I don't think we should restore nnz, since it's so tempting to use yet would be the wrong choice for the majority of code that works with sparse matrices. As @tkelman mentioned in #6769, the representation details of sparse matrices are very important for writing efficient code. Users should have to explicitly choose whether they want the storage size of the matrix or the exact number of nonzero elements, which requires looping through the matrix.

Sorry @eldadHaber for the churn. The deprecation of nnz resulted from a change in the structure of SparseMatrixCSC to allow explicit nonzero entries in the matrix, which is useful in a number of applications. This means that the exact number of nonzeros cannot be computed in constant time anymore. We believed that an explicit warning would be better than silently changing an O(1) operation into a O(nonzeros) operation in users code.

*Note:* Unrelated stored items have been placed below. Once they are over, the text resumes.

//! Tests for the submission workflow state machine and queue projection.

use chrono::Utc;
use failure::{Error, Fallible};
use lazy_static::lazy_static;
use serde_json::json;

use folio::{
    ApiError,
    ErrorKind,
    audit::{self, Actor},
    db::types::{SubmissionStage, SubmissionStatus, VersionStatus},
    events::{self, Event},
    models::{
        File,
        PublicationVersion,
        Query,
        ReviewRound,
        Submission,
        Task,
        file::UploadParams,
        query::NewQueryParams,
        submission::TransitionStageError,
        task::NewTaskParams,
    },
    permissions::{Caller, Role},
    queue::{self, Filter, Queue},
    storage::Storage,
};

mod common;

use self::common::{Connection, Database, run, setup_db};

lazy_static! {
    static ref DATABASE: Option<Database> =
        setup_db(seed).expect("cannot create test database");
}

fn seed(db: &Connection) -> Result<(), Error> {
    let editor = Caller::new(1, &[Role::Editor]);

    let quantum = Submission::create(db, 1, "Quantum Dot Synthesis", json!({
        "author_name": "R. Ito",
        "abstract": "Colloidal synthesis at room temperature.",
    }))?;
    quantum.assign_editor(db, &editor, 1)?;
    Task::create(db, &editor, &quantum, NewTaskParams {
        stage: SubmissionStage::Submission,
        title: "Assign reviewers",
        assignee: Some(1),
        due_date: None,
    })?;

    Submission::create(db, Actor::System, "Lichen Taxonomy of Patagonia",
        json!({ "author_name": "M. Solano" }))?;

    let mut shelved = Submission::create(db, Actor::System,
        "Medieval Marginalia", json!({}))?;
    shelved.set_archived(db, &editor, true)?;

    Ok(())
}

fn editor(user: i32) -> Caller {
    Caller::new(user, &[Role::Editor])
}

fn submission(db: &Connection, title: &str) -> Submission {
    queue::list(db, &Filter {
        search: Some(title),
        .. Filter::new(Queue::All, 0)
    })
        .expect("listing failed")
        .into_iter()
        .next()
        .expect("no such submission")
}

fn transitions_logged(db: &Connection, submission: &Submission) -> usize {
    audit::entries_for(db, submission.id)
        .expect("can't read activity log")
        .into_iter()
        .filter(|entry| entry.kind == "transition-stage")
        .count()
}

#[test]
fn new_submissions_start_queued() {
    run(&DATABASE, |db| {
        let submission = submission(db, "Lichen");

        assert_eq!(submission.stage, SubmissionStage::Submission);
        assert_eq!(submission.status, SubmissionStatus::Queued);
        assert!(!submission.is_archived);

        Ok(())
    });
}

#[test]
fn transition_resets_status_to_stage_default() {
    run(&DATABASE, |db| {
        let caller = editor(1);
        let mut submission = submission(db, "Lichen");

        submission.transition_stage(
            db, &caller, SubmissionStage::Review, None, None)?;
        assert_eq!(submission.stage, SubmissionStage::Review);
        assert_eq!(submission.status, SubmissionStatus::InReview);

        // `in_review` is not valid in production, so the status resets
        // again.
        submission.transition_stage(
            db, &caller, SubmissionStage::Production, None, None)?;
        assert_eq!(submission.status, SubmissionStatus::Queued);

        // A status that remains valid is kept.
        submission.set_status(db, &caller, SubmissionStatus::Declined, None)?;
        submission.transition_stage(
            db, &caller, SubmissionStage::Copyediting, None, None)?;
        assert_eq!(submission.status, SubmissionStatus::Declined);

        let reread = Submission::by_id(db, submission.id)?;
        assert_eq!(reread.stage, SubmissionStage::Copyediting);

        Ok(())
    });
}

#[test]
fn transition_to_current_stage_is_valid_and_logged() {
    run(&DATABASE, |db| {
        let caller = editor(1);
        let mut submission = submission(db, "Lichen");

        let before = transitions_logged(db, &submission);

        submission.transition_stage(
            db, &caller, SubmissionStage::Submission, None, None)?;
        submission.transition_stage(
            db, &caller, SubmissionStage::Submission, None, None)?;

        assert_eq!(submission.stage, SubmissionStage::Submission);
        assert_eq!(transitions_logged(db, &submission), before + 2);

        Ok(())
    });
}

#[test]
fn status_override_is_validated_against_target_stage() {
    run(&DATABASE, |db| {
        let caller = editor(1);
        let mut submission = submission(db, "Lichen");

        match submission.transition_stage(
            db, &caller, SubmissionStage::Review,
            Some(SubmissionStatus::Published), None)
        {
            Err(TransitionStageError::StatusNotAllowed(..)) => (),
            other => panic!("expected StatusNotAllowed, got {:?}", other),
        }

        // Nothing was written.
        let reread = Submission::by_id(db, submission.id)?;
        assert_eq!(reread.stage, SubmissionStage::Submission);
        assert_eq!(transitions_logged(db, &submission), 0);

        Ok(())
    });
}

#[test]
fn set_status_respects_the_compatibility_table() {
    run(&DATABASE, |db| {
        let caller = editor(1);
        let mut submission = submission(db, "Lichen");

        assert!(submission.set_status(
            db, &caller, SubmissionStatus::Published, None).is_err());

        submission.transition_stage(
            db, &caller, SubmissionStage::Production, None, None)?;
        submission.set_status(db, &caller, SubmissionStatus::Published, None)?;

        assert_eq!(
            Submission::by_id(db, submission.id)?.status,
            SubmissionStatus::Published,
        );

        Ok(())
    });
}

#[test]
fn workflow_operations_require_editorial_capability() {
    run(&DATABASE, |db| {
        let outsider = Caller::new(5, &[Role::Reviewer]);
        let mut submission = submission(db, "Lichen");

        match submission.transition_stage(
            db, &outsider, SubmissionStage::Review, None, None)
        {
            Err(TransitionStageError::Forbidden(err)) =>
                assert_eq!(err.kind(), ErrorKind::Forbidden),
            other => panic!("expected Forbidden, got {:?}", other),
        }

        Ok(())
    });
}

#[test]
fn record_note_is_a_pure_audit_append() {
    run(&DATABASE, |db| {
        let caller = editor(1);
        let submission = submission(db, "Lichen");

        submission.record_note(db, &caller, "Waiting for corresponding author")?;

        let notes = audit::entries_for(db, submission.id)?
            .into_iter()
            .filter(|entry| entry.kind == "note")
            .count();
        assert_eq!(notes, 1);

        let reread = Submission::by_id(db, submission.id)?;
        assert_eq!(reread.stage, SubmissionStage::Submission);
        assert_eq!(reread.status, SubmissionStatus::Queued);

        Ok(())
    });
}

#[test]
fn queue_stats_count_per_bucket() {
    run(&DATABASE, |db| {
        let stats = queue::stats(db, 1)?;

        assert_eq!(stats.my_queue, 1);
        assert_eq!(stats.in_review, 0);
        assert_eq!(stats.copyediting, 0);
        assert_eq!(stats.production, 0);
        assert_eq!(stats.archived, 1);
        assert_eq!(stats.open_tasks, 1);

        // Moving the assigned submission to review shifts the stage bucket
        // but not the assignment bucket.
        let mut assigned = submission(db, "Quantum");
        assigned.transition_stage(
            db, &editor(1), SubmissionStage::Review, None, None)?;

        let stats = queue::stats(db, 1)?;
        assert_eq!(stats.my_queue, 1);
        assert_eq!(stats.in_review, 1);

        // Completing the task empties the task bucket.
        let task = Task::all_open(db, 1)?.pop().expect("no task");
        let mut task = Task::by_id(db, task.submission, task.id)?;
        task.complete(db, &editor(1))?;
        assert_eq!(queue::stats(db, 1)?.open_tasks, 0);

        Ok(())
    });
}

#[test]
fn queue_listing_filters_and_searches() {
    run(&DATABASE, |db| {
        let mine = queue::list(db, &Filter::new(Queue::My, 1))?;
        assert_eq!(mine.len(), 1);
        assert_eq!(mine[0].title, "Quantum Dot Synthesis");

        let archived = queue::list(db, &Filter::new(Queue::Archived, 1))?;
        assert_eq!(archived.len(), 1);
        assert_eq!(archived[0].title, "Medieval Marginalia");

        let all = queue::list(db, &Filter::new(Queue::All, 1))?;
        assert_eq!(all.len(), 2);

        let searched = queue::list(db, &Filter {
            search: Some("lichen"),
            .. Filter::new(Queue::All, 1)
        })?;
        assert_eq!(searched.len(), 1);
        assert_eq!(searched[0].title, "Lichen Taxonomy of Patagonia");

        let staged = queue::list(db, &Filter {
            stage: Some(SubmissionStage::Production),
            .. Filter::new(Queue::All, 1)
        })?;
        assert!(staged.is_empty());

        Ok(())
    });
}

#[test]
fn a_submission_walks_the_whole_workflow() -> Fallible<()> {
    let dir = tempfile::tempdir()?;
    let storage = Storage::new(dir.path())?;

    run(&DATABASE, |db| {
        let caller = editor(4);

        let mut submission = Submission::create(
            db, 4, "Peristalsis in Deep-Sea Annelids", json!({}))?;
        assert_eq!(submission.stage, SubmissionStage::Submission);
        assert_eq!(submission.status, SubmissionStatus::Queued);

        submission.transition_stage(
            db, &caller, SubmissionStage::Review, None, None)?;
        assert_eq!(submission.status, SubmissionStatus::InReview);

        let file = File::upload(db, &storage, &caller, &submission,
            UploadParams {
                stage: SubmissionStage::Review,
                label: "Manuscript",
                kind: "manuscript",
                file_name: "annelids.pdf",
                version_label: None,
                review_round: None,
                visible_to_authors: false,
            },
            b"%PDF-1.4 stub")?;
        assert_eq!(file.stage, SubmissionStage::Review);

        let mut query = Query::create(db, &caller, &submission,
            NewQueryParams {
                stage: SubmissionStage::Review,
                title: Some("Figure permissions"),
                message: "Do we have rights to figure 3?",
                participants: &[2, 3],
            })?;

        let participant = Caller::new(2, &[Role::Author]);
        query.add_note(db, &participant, "Yes, confirmed with the press.", None)?;

        query.close(db, &caller)?;
        assert!(query.closed);

        submission.transition_stage(
            db, &caller, SubmissionStage::Production, None, None)?;

        let mut version = PublicationVersion::create(
            db, &caller, &submission, Some("First online version"))?;
        assert_eq!(version.version, 1);
        assert_eq!(version.status, VersionStatus::Queued);

        version.publish(db, &caller, Utc::now().naive_utc(), true)?;
        assert_eq!(version.status, VersionStatus::Published);
        assert!(version.published_at.is_some());

        version.unpublish(db, &caller)?;
        assert_eq!(version.status, VersionStatus::Queued);
        assert!(version.published_at.is_none());
        assert_eq!(version.version, 1);

        // Every step along the way emitted a domain event.
        let recorded = events::for_submission(db, submission.id)?;
        assert!(!recorded.is_empty());
        match events::load(&recorded[0]) {
            Event::SubmissionCreated { stage, status } => {
                assert_eq!(stage, SubmissionStage::Submission);
                assert_eq!(status, SubmissionStatus::Queued);
            }
            other => panic!("expected SubmissionCreated, got {:?}", other),
        }

        Ok(())
    });

    Ok(())
}

#[test]
fn review_rounds_number_sequentially() -> Fallible<()> {
    let dir = tempfile::tempdir()?;
    let storage = Storage::new(dir.path())?;

    run(&DATABASE, |db| {
        let caller = editor(1);
        let mut submission = submission(db, "Lichen");

        submission.transition_stage(
            db, &caller, SubmissionStage::Review, None, None)?;

        let first = ReviewRound::begin(
            db, &caller, &submission, SubmissionStage::Review)?;
        assert_eq!(first.round, 1);

        let file = File::upload(db, &storage, &caller, &submission,
            UploadParams {
                stage: SubmissionStage::Review,
                label: "Review copy",
                kind: "review",
                file_name: "round1.pdf",
                version_label: None,
                review_round: Some(first.id),
                visible_to_authors: false,
            },
            b"round one")?;
        assert_eq!(file.review_round, Some(first.id));

        let mut second = ReviewRound::begin(
            db, &caller, &submission, SubmissionStage::Review)?;
        assert_eq!(second.round, 2);

        second.close(db, &caller)?;
        assert!(second.is_closed);

        assert_eq!(
            ReviewRound::latest(db, submission.id, SubmissionStage::Review)?
                .map(|round| round.round),
            Some(2),
        );

        Ok(())
    });

    Ok(())
}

mlubin · 2014-05-07T15:01:06Z

Rereading the comments in #6769, I'll defer to @JeffBezanson if the consensus is that it's better to silently change the performance of nnz.

JeffBezanson · 2014-05-07T15:22:32Z

My view is based on looking at the other nnz (now countnz) methods, which clearly count elements such that x!=0. Of course representation details are important for performance, but nfilled is not a drop-in replacement for nnz --- it doesn't mean the same thing.

mlubin · 2014-05-07T15:33:02Z

Right, it's not a drop in replacement, so the deprecation calls countnz. My point is that the name nnz is misleading for sparse matrices, because almost anyone reading the code who hasn't read the Julia documentation would assume that this is a constant-time operation on sparse matrices. The countnz name is much more explicit and properly describes what the function is actually doing.

mlubin · 2014-05-07T15:34:07Z

It's an application of the principle of least surprise.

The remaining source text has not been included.